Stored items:
=== Section Start ===
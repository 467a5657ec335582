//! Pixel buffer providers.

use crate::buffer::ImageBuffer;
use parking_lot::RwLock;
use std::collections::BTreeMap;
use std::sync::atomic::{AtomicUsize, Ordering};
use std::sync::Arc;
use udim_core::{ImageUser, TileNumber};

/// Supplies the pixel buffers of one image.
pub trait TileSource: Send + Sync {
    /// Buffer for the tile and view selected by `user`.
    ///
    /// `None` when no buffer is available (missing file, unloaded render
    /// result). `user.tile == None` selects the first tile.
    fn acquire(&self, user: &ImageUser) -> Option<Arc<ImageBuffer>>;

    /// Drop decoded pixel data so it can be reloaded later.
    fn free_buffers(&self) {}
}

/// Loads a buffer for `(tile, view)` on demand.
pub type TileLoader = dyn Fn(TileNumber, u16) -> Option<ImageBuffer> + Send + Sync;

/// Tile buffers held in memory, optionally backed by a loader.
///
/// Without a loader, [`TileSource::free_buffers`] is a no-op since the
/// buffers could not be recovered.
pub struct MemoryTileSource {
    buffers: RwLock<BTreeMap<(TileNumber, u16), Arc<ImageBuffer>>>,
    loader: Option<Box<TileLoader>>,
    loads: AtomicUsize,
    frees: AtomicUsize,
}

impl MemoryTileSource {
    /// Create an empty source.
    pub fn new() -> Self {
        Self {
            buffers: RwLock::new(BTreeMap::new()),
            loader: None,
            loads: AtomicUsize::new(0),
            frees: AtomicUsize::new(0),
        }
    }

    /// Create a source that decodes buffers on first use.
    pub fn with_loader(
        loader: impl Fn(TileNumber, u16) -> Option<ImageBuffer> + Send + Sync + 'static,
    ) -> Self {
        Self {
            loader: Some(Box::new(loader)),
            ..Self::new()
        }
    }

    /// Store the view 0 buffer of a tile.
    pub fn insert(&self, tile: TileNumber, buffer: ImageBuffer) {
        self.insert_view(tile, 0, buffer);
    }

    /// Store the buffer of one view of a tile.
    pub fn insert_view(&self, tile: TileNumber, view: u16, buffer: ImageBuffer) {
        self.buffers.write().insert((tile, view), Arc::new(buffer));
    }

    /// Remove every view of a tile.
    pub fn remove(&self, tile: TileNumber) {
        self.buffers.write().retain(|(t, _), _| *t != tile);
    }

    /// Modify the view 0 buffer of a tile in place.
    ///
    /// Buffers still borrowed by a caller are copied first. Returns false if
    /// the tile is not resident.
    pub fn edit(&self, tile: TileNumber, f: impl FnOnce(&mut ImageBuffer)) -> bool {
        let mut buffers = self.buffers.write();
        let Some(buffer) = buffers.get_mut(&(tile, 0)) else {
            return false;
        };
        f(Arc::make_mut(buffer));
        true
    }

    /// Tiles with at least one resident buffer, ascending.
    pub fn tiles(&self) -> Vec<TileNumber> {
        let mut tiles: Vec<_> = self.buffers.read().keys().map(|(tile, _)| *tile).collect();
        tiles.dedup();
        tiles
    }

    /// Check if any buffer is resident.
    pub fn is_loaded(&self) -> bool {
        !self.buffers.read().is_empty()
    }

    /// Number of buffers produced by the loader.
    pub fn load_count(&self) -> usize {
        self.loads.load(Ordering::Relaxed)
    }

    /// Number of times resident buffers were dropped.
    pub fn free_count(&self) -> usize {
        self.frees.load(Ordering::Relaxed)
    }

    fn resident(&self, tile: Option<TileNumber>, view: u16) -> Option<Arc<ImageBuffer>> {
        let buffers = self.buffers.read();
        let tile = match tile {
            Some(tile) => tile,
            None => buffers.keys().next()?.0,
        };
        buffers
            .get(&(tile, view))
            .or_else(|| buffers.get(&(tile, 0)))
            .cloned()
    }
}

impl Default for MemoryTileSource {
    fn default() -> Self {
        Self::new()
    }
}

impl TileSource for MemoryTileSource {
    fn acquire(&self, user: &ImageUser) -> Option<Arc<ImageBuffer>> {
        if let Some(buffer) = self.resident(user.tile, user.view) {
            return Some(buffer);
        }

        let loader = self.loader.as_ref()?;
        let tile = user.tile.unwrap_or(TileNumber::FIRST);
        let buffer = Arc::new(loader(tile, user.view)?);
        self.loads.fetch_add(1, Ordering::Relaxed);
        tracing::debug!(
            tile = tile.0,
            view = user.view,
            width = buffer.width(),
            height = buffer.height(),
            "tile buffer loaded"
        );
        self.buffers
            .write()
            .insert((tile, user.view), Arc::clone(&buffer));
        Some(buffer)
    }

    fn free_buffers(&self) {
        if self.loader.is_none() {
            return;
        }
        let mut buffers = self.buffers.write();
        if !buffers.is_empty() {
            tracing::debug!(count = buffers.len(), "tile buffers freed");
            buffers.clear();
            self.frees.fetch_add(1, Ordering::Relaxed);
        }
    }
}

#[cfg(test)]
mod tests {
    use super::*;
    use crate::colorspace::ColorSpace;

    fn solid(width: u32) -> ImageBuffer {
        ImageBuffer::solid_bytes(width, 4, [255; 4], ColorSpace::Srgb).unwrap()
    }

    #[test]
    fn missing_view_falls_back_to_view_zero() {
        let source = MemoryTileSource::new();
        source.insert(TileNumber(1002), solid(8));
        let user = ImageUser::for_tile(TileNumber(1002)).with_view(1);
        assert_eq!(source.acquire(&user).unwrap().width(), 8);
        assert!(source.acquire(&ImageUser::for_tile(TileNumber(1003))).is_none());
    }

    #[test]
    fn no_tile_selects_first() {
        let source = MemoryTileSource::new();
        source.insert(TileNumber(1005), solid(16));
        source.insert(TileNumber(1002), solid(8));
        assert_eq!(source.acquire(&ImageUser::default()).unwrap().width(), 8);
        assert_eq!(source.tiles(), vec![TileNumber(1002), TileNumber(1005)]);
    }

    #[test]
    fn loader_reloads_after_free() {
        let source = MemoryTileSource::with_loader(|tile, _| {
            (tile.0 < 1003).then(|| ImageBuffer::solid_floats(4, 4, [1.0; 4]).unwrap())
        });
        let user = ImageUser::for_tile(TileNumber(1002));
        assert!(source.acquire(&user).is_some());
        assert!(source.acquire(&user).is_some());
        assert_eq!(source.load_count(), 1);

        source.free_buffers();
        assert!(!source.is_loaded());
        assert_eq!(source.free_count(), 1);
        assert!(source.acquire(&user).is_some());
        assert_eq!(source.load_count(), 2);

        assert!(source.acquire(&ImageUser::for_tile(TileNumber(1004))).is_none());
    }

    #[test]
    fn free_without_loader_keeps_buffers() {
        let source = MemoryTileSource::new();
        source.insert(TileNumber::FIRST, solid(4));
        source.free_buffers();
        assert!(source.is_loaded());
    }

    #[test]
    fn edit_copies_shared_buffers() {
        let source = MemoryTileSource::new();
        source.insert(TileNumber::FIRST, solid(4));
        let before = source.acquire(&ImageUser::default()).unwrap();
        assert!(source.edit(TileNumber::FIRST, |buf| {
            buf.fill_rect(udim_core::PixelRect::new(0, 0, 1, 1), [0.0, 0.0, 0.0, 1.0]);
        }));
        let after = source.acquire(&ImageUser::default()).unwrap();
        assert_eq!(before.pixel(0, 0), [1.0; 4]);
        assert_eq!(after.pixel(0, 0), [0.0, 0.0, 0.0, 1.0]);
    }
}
=== Section End ===
Activity :: Write out again, exactly, the lines from the start of the entries up to and including the one with "the first tile.". Nothing else belongs in the reply.

Result for this task ::
repository 467a5657ec335582
//! Pixel buffer providers.

use crate::buffer::ImageBuffer;
use parking_lot::RwLock;
use std::collections::BTreeMap;
use std::sync::atomic::{AtomicUsize, Ordering};
use std::sync::Arc;
use udim_core::{ImageUser, TileNumber};

/// Supplies the pixel buffers of one image.
pub trait TileSource: Send + Sync {
    /// Buffer for the tile and view selected by `user`.
    ///
    /// `None` when no buffer is available (missing file, unloaded render
    /// result). `user.tile == None` selects the first tile.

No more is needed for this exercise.